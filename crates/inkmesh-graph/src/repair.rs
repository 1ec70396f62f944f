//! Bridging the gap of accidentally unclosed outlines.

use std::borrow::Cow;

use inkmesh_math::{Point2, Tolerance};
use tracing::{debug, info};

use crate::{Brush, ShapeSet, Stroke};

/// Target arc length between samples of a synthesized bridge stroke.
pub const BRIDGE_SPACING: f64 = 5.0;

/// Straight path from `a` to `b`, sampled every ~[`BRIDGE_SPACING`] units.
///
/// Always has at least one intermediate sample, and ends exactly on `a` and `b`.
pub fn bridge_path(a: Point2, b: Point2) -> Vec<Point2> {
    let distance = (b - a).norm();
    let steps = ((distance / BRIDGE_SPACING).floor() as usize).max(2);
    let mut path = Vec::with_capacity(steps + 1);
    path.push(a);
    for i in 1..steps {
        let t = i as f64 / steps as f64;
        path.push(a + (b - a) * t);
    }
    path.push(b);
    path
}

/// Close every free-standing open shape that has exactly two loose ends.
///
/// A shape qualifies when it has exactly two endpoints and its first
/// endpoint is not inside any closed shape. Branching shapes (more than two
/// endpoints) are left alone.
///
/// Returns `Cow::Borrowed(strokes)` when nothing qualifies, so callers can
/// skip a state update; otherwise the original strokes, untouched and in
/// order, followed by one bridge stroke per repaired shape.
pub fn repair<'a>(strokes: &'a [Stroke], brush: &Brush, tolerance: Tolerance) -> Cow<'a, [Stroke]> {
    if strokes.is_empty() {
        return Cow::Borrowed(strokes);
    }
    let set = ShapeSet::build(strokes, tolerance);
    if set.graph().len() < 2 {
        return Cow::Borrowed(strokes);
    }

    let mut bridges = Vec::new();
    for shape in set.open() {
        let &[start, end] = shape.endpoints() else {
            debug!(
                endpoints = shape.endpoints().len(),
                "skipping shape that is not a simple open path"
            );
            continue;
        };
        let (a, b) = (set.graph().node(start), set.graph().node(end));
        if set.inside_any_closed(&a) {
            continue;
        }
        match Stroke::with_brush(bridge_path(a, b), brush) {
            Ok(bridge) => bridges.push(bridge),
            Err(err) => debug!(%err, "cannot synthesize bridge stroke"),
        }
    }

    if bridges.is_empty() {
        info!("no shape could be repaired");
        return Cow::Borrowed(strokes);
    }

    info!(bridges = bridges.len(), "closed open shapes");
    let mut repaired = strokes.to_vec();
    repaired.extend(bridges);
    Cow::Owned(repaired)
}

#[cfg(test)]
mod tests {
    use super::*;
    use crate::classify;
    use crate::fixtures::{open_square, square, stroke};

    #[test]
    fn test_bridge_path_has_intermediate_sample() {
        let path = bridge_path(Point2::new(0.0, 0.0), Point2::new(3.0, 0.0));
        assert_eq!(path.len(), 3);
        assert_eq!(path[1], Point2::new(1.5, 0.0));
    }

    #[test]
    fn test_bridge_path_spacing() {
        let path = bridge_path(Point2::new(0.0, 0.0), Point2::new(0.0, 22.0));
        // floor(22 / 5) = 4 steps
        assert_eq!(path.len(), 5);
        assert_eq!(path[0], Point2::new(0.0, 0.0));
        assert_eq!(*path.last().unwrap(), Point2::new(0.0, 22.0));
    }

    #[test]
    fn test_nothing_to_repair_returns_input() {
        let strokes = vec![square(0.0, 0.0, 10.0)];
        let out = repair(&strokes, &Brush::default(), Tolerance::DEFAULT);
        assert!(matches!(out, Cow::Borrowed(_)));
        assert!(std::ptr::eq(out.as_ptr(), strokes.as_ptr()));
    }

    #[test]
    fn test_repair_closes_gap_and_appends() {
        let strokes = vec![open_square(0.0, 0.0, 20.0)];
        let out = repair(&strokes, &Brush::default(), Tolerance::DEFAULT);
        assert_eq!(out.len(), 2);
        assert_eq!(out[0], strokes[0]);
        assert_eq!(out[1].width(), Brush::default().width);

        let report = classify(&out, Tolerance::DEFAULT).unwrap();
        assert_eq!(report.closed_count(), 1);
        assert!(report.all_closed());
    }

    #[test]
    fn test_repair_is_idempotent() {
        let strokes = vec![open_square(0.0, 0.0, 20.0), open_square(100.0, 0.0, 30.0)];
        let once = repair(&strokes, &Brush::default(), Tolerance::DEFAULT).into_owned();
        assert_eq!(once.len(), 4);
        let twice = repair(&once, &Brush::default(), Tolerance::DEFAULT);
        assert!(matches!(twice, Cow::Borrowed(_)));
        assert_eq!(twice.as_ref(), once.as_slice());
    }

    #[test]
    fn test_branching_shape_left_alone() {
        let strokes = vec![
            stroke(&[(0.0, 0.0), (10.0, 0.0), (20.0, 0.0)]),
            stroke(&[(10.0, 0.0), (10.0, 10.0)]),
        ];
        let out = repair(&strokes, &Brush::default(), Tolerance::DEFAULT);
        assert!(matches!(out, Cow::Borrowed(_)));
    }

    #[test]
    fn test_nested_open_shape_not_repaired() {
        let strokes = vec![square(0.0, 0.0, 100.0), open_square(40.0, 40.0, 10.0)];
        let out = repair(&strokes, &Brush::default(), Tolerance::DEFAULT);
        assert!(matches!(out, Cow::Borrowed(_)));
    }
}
___
▸ **Problem to solve**
Return, with no change at all, every line in the entries above from the line containing "assert_eq!(path[1], Point2::new(1.5, 0.0));" through the line containing "open_square(100.0, 0.0, 30.0)];".

▸ **Written reply**
        assert_eq!(path[1], Point2::new(1.5, 0.0));
    }

    #[test]
    fn test_bridge_path_spacing() {
        let path = bridge_path(Point2::new(0.0, 0.0), Point2::new(0.0, 22.0));
        // floor(22 / 5) = 4 steps
        assert_eq!(path.len(), 5);
        assert_eq!(path[0], Point2::new(0.0, 0.0));
        assert_eq!(*path.last().unwrap(), Point2::new(0.0, 22.0));
    }

    #[test]
    fn test_nothing_to_repair_returns_input() {
        let strokes = vec![square(0.0, 0.0, 10.0)];
        let out = repair(&strokes, &Brush::default(), Tolerance::DEFAULT);
        assert!(matches!(out, Cow::Borrowed(_)));
        assert!(std::ptr::eq(out.as_ptr(), strokes.as_ptr()));
    }

    #[test]
    fn test_repair_closes_gap_and_appends() {
        let strokes = vec![open_square(0.0, 0.0, 20.0)];
        let out = repair(&strokes, &Brush::default(), Tolerance::DEFAULT);
        assert_eq!(out.len(), 2);
        assert_eq!(out[0], strokes[0]);
        assert_eq!(out[1].width(), Brush::default().width);

        let report = classify(&out, Tolerance::DEFAULT).unwrap();
        assert_eq!(report.closed_count(), 1);
        assert!(report.all_closed());
    }

    #[test]
    fn test_repair_is_idempotent() {
        let strokes = vec![open_square(0.0, 0.0, 20.0), open_square(100.0, 0.0, 30.0)];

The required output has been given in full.